Task brief >>
Exactly as written, copy the lines that run from the start of the data below to the line containing "lazy creation included.", both ends included.

[Items listed in a dataset]
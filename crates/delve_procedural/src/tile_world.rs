//! # Tile World
//!
//! An unbounded 2D grid of tiles, stored as lazily generated chunks keyed
//! by packed chunk coordinates.
//!
//! ## Lifecycle
//!
//! A chunk is generated the first time any of its tiles is read or written
//! through [`TileWorld::get`] / [`TileWorld::set`], then cached forever.
//! Memory grows with the explored area; there is no eviction.
//!
//! ## Threading
//!
//! `TileWorld` itself is single-threaded (`get` takes `&mut self` because it
//! may insert). Callers that share a world across threads use
//! [`SharedTileWorld`], which serialises every access, lazy creation included.

use std::collections::HashMap;
use std::sync::Arc;

use parking_lot::{Mutex, MutexGuard};

use crate::chunk::{Chunk, ChunkCoord, Tile};
use crate::generator::{ChunkGenerator, TerrainGenerator};
use crate::rules::{NonZeroSolid, SolidityRule};

/// Default world pixels per tile.
pub const DEFAULT_TILE_PX: i32 = 32;

/// Axis-aligned rectangle in world pixels.
#[derive(Clone, Copy, Debug, Default, PartialEq)]
pub struct PixelRect {
    /// Left edge.
    pub left: f32,
    /// Top edge.
    pub top: f32,
    /// Right edge (exclusive).
    pub right: f32,
    /// Bottom edge (exclusive).
    pub bottom: f32,
}

/// Infinite chunked tile grid.
pub struct TileWorld {
    /// Loaded chunks by [`ChunkCoord::key`].
    chunks: HashMap<u64, Chunk>,
    /// World pixels per tile.
    tile_px: i32,
    generator: Box<dyn ChunkGenerator>,
    rule: Box<dyn SolidityRule>,
}

impl TileWorld {
    /// Creates a world with sine terrain and the non-zero solidity rule.
    ///
    /// # Panics
    ///
    /// Panics if `tile_px` is not positive.
    #[must_use]
    pub fn new(tile_px: i32) -> Self {
        Self::with_generator(tile_px, TerrainGenerator::new())
    }

    /// Creates a world that fills new chunks with `generator`.
    ///
    /// # Panics
    ///
    /// Panics if `tile_px` is not positive.
    #[must_use]
    pub fn with_generator(tile_px: i32, generator: impl ChunkGenerator + 'static) -> Self {
        assert!(tile_px > 0, "tile pixel scale must be positive, got {tile_px}");
        tracing::debug!("Tile world created: {} px per tile", tile_px);
        Self {
            chunks: HashMap::new(),
            tile_px,
            generator: Box::new(generator),
            rule: Box::new(NonZeroSolid),
        }
    }

    /// Replaces the solidity rule.
    #[must_use]
    pub fn with_rule(mut self, rule: impl SolidityRule + 'static) -> Self {
        self.rule = Box::new(rule);
        self
    }

    /// World pixels per tile.
    #[inline]
    #[must_use]
    pub const fn tile_px(&self) -> i32 {
        self.tile_px
    }

    /// Number of loaded chunks.
    #[inline]
    #[must_use]
    pub fn chunk_count(&self) -> usize {
        self.chunks.len()
    }

    /// Returns true if the chunk has been generated.
    #[inline]
    #[must_use]
    pub fn is_chunk_loaded(&self, coord: ChunkCoord) -> bool {
        self.chunks.contains_key(&coord.key())
    }

    /// Loaded chunk at `coord`, without generating it.
    #[inline]
    #[must_use]
    pub fn chunk(&self, coord: ChunkCoord) -> Option<&Chunk> {
        self.chunks.get(&coord.key())
    }

    /// Loaded chunk at `coord`, generating it on first access.
    pub fn ensure_chunk(&mut self, coord: ChunkCoord) -> &mut Chunk {
        let generator = &self.generator;
        let chunk = self.chunks.entry(coord.key()).or_insert_with(|| {
            tracing::trace!("Generating chunk ({}, {})", coord.x, coord.y);
            generator.generate(coord)
        });
        debug_assert_eq!(chunk.coord, coord, "chunk stored under a foreign key");
        chunk
    }

    /// Tile at a world tile coordinate. Generates the chunk if needed.
    pub fn get(&mut self, tile_x: i32, tile_y: i32) -> Tile {
        let (coord, local_x, local_y) = ChunkCoord::locate(tile_x, tile_y);
        self.ensure_chunk(coord).get(local_x, local_y)
    }

    /// Writes a tile. Generates the chunk first if needed.
    pub fn set(&mut self, tile_x: i32, tile_y: i32, tile: Tile) {
        let (coord, local_x, local_y) = ChunkCoord::locate(tile_x, tile_y);
        self.ensure_chunk(coord).set(local_x, local_y, tile);
    }

    /// Tile at a world tile coordinate if its chunk is loaded.
    #[must_use]
    pub fn peek(&self, tile_x: i32, tile_y: i32) -> Option<Tile> {
        let (coord, local_x, local_y) = ChunkCoord::locate(tile_x, tile_y);
        self.chunk(coord).map(|chunk| chunk.get(local_x, local_y))
    }

    /// Applies the world's solidity rule to a tile code.
    #[inline]
    #[must_use]
    pub fn solid(&self, tile: Tile) -> bool {
        self.rule.is_solid(tile)
    }

    /// Returns true if the tile at a world coordinate is solid.
    pub fn is_solid_at(&mut self, tile_x: i32, tile_y: i32) -> bool {
        let tile = self.get(tile_x, tile_y);
        self.solid(tile)
    }

    /// Clears a non-empty tile.
    ///
    /// # Returns
    ///
    /// `true` if a tile was removed.
    pub fn dig(&mut self, tile_x: i32, tile_y: i32) -> bool {
        if self.get(tile_x, tile_y).is_empty() {
            return false;
        }
        self.set(tile_x, tile_y, Tile::EMPTY);
        true
    }

    /// Fills an empty tile with `tile`.
    ///
    /// # Returns
    ///
    /// `true` if the tile was placed.
    pub fn place(&mut self, tile_x: i32, tile_y: i32, tile: Tile) -> bool {
        if tile.is_empty() || !self.get(tile_x, tile_y).is_empty() {
            return false;
        }
        self.set(tile_x, tile_y, tile);
        true
    }

    /// World tile containing a world pixel position (floor division).
    #[inline]
    #[must_use]
    pub fn tile_at_pixel(&self, px: f32, py: f32) -> (i32, i32) {
        let size = self.tile_px as f32;
        ((px / size).floor() as i32, (py / size).floor() as i32)
    }

    /// Pixel bounds of a world tile.
    #[inline]
    #[must_use]
    pub fn tile_rect_px(&self, tile_x: i32, tile_y: i32) -> PixelRect {
        let size = self.tile_px as f32;
        let left = (tile_x * self.tile_px) as f32;
        let top = (tile_y * self.tile_px) as f32;
        PixelRect {
            left,
            top,
            right: left + size,
            bottom: top + size,
        }
    }
}

impl Default for TileWorld {
    fn default() -> Self {
        Self::new(DEFAULT_TILE_PX)
    }
}

impl std::fmt::Debug for TileWorld {
    fn fmt(&self, f: &mut std::fmt::Formatter<'_>) -> std::fmt::Result {
        f.debug_struct("TileWorld")
            .field("tile_px", &self.tile_px)
            .field("chunks", &self.chunks.len())
            .finish_non_exhaustive()
    }
}

/// Thread-safe handle to a [`TileWorld`].
///
/// Clones share the same world. Every call takes the lock, so concurrent
/// first touches of a chunk generate it exactly once.
#[derive(Clone, Debug)]
pub struct SharedTileWorld {
    inner: Arc<Mutex<TileWorld>>,
}

impl SharedTileWorld {
    /// Wraps a world for shared access.
    #[must_use]
    pub fn new(world: TileWorld) -> Self {
        Self {
            inner: Arc::new(Mutex::new(world)),
        }
    }

    /// Locks the world for a batch of operations.
    pub fn lock(&self) -> MutexGuard<'_, TileWorld> {
        self.inner.lock()
    }

    /// See [`TileWorld::get`].
    pub fn get(&self, tile_x: i32, tile_y: i32) -> Tile {
        self.inner.lock().get(tile_x, tile_y)
    }

    /// See [`TileWorld::set`].
    pub fn set(&self, tile_x: i32, tile_y: i32, tile: Tile) {
        self.inner.lock().set(tile_x, tile_y, tile);
    }

    /// See [`TileWorld::peek`].
    #[must_use]
    pub fn peek(&self, tile_x: i32, tile_y: i32) -> Option<Tile> {
        self.inner.lock().peek(tile_x, tile_y)
    }

    /// See [`TileWorld::is_solid_at`].
    pub fn is_solid_at(&self, tile_x: i32, tile_y: i32) -> bool {
        self.inner.lock().is_solid_at(tile_x, tile_y)
    }

    /// See [`TileWorld::chunk_count`].
    #[must_use]
    pub fn chunk_count(&self) -> usize {
        self.inner.lock().chunk_count()
    }

    /// Unwraps the world if this is the last handle.
    ///
    /// # Errors
    ///
    /// Returns `self` unchanged while other clones are alive.
    pub fn try_into_inner(self) -> Result<TileWorld, Self> {
        Arc::try_unwrap(self.inner)
            .map(Mutex::into_inner)
            .map_err(|inner| Self { inner })
    }
}

#[cfg(test)]
mod tests {
    use super::*;
    use crate::generator::EmptyGenerator;
    use crate::rules::TileTable;

    #[test]
    fn test_lazy_generation() {
        let mut world = TileWorld::new(32);
        assert_eq!(world.chunk_count(), 0);
        assert_eq!(world.peek(0, 0), None);

        let _ = world.get(0, 0);
        assert_eq!(world.chunk_count(), 1);
        assert!(world.is_chunk_loaded(ChunkCoord::new(0, 0)));

        let _ = world.get(31, 31);
        assert_eq!(world.chunk_count(), 1, "same chunk");

        let _ = world.get(-1, 0);
        assert_eq!(world.chunk_count(), 2);
        assert!(world.is_chunk_loaded(ChunkCoord::new(-1, 0)));
    }

    #[test]
    fn test_set_get_negative_coordinates() {
        let mut world = TileWorld::with_generator(32, EmptyGenerator);
        world.set(-1, -1, Tile::STONE);
        world.set(-33, 64, Tile::GRASS);

        assert_eq!(world.get(-1, -1), Tile::STONE);
        assert_eq!(world.get(-33, 64), Tile::GRASS);
        assert_eq!(world.get(31, 31), Tile::EMPTY, "no aliasing across zero");
        assert_eq!(world.peek(-1, -1), Some(Tile::STONE));
        assert_eq!(
            world.chunk(ChunkCoord::new(-1, -1)).map(|c| c.get(31, 31)),
            Some(Tile::STONE)
        );
    }

    #[test]
    fn test_dig_and_place() {
        let mut world = TileWorld::with_generator(32, EmptyGenerator);
        assert!(!world.dig(4, 4), "nothing to dig");
        assert!(world.place(4, 4, Tile::DIRT));
        assert!(!world.place(4, 4, Tile::STONE), "occupied");
        assert!(!world.place(5, 4, Tile::EMPTY), "placing empty is not a placement");
        assert!(world.dig(4, 4));
        assert_eq!(world.get(4, 4), Tile::EMPTY);
    }

    #[test]
    fn test_solidity_rule_is_pluggable() {
        let vine = Tile::new(7);
        let mut world = TileWorld::with_generator(32, EmptyGenerator)
            .with_rule(TileTable::new().with_passable(vine));
        world.set(0, 0, vine);
        world.set(1, 0, Tile::STONE);

        assert!(!world.is_solid_at(0, 0));
        assert!(world.is_solid_at(1, 0));
        assert!(!world.is_solid_at(2, 0));
    }

    #[test]
    fn test_pixel_conversions() {
        let world = TileWorld::with_generator(32, EmptyGenerator);
        assert_eq!(world.tile_at_pixel(0.0, 31.9), (0, 0));
        assert_eq!(world.tile_at_pixel(-0.5, 32.0), (-1, 1));

        let rect = world.tile_rect_px(-1, 2);
        assert_eq!(
            rect,
            PixelRect {
                left: -32.0,
                top: 64.0,
                right: 0.0,
                bottom: 96.0
            }
        );
    }

    #[test]
    #[should_panic(expected = "tile pixel scale must be positive")]
    fn test_zero_tile_px_rejected() {
        let _ = TileWorld::new(0);
    }

    #[test]
    fn test_shared_world_generates_each_chunk_once() {
        let shared = SharedTileWorld::new(TileWorld::new(32));

        std::thread::scope(|scope| {
            for worker in 0..4 {
                let shared = shared.clone();
                scope.spawn(move || {
                    for x in -64..64 {
                        let _ = shared.get(x, worker * 8);
                    }
                });
            }
        });

        // 4 chunk columns, all workers stay in chunk row 0
        assert_eq!(shared.chunk_count(), 4);
        shared.set(3, 3, Tile::STONE);
        assert!(shared.is_solid_at(3, 3));

        let world = shared.try_into_inner().expect("last handle");
        assert_eq!(world.peek(3, 3), Some(Tile::STONE));
    }
}
//! # DELVE Procedural World
//!
//! The unbounded tile grid that physics collides with and light travels through.
//!
//! ## Design Principles
//!
//! 1. **Deterministic**: the same chunk coordinates always generate the same tiles
//! 2. **Lazy**: chunks are generated on first touch and cached
//! 3. **Exact addressing**: floor division for negative coordinates
//! 4. **Pluggable rules**: solidity is a [`SolidityRule`], not a hard-coded check
//!
//! ## Example
//!
//! ```rust
//! use delve_procedural::{Tile, TileWorld};
//!
//! let mut world = TileWorld::new(32);
//! world.set(-1, -1, Tile::STONE);
//! assert_eq!(world.get(-1, -1), Tile::STONE);
//! assert!(world.is_solid_at(-1, -1));
//! ```

#![deny(unsafe_code)]
#![warn(missing_docs)]
#![warn(clippy::pedantic)]
#![deny(clippy::perf)]

pub mod chunk;
pub mod generator;
pub mod rules;
pub mod tile_world;

pub use chunk::{Chunk, ChunkCoord, Tile, CHUNK_SIZE, TILES_PER_CHUNK};
pub use generator::{ChunkGenerator, EmptyGenerator, TerrainGenerator, TerrainParams};
pub use rules::{NonZeroSolid, SolidityRule, TileTable};
pub use tile_world::{PixelRect, SharedTileWorld, TileWorld, DEFAULT_TILE_PX};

Response to the task >>
filename crates/delve_procedural/src/tile_world.rs
//! # Tile World
//!
//! An unbounded 2D grid of tiles, stored as lazily generated chunks keyed
//! by packed chunk coordinates.
//!
//! ## Lifecycle
//!
//! A chunk is generated the first time any of its tiles is read or written
//! through [`TileWorld::get`] / [`TileWorld::set`], then cached forever.
//! Memory grows with the explored area; there is no eviction.
//!
//! ## Threading
//!
//! `TileWorld` itself is single-threaded (`get` takes `&mut self` because it
//! may insert). Callers that share a world across threads use
//! [`SharedTileWorld`], which serialises every access, lazy creation included.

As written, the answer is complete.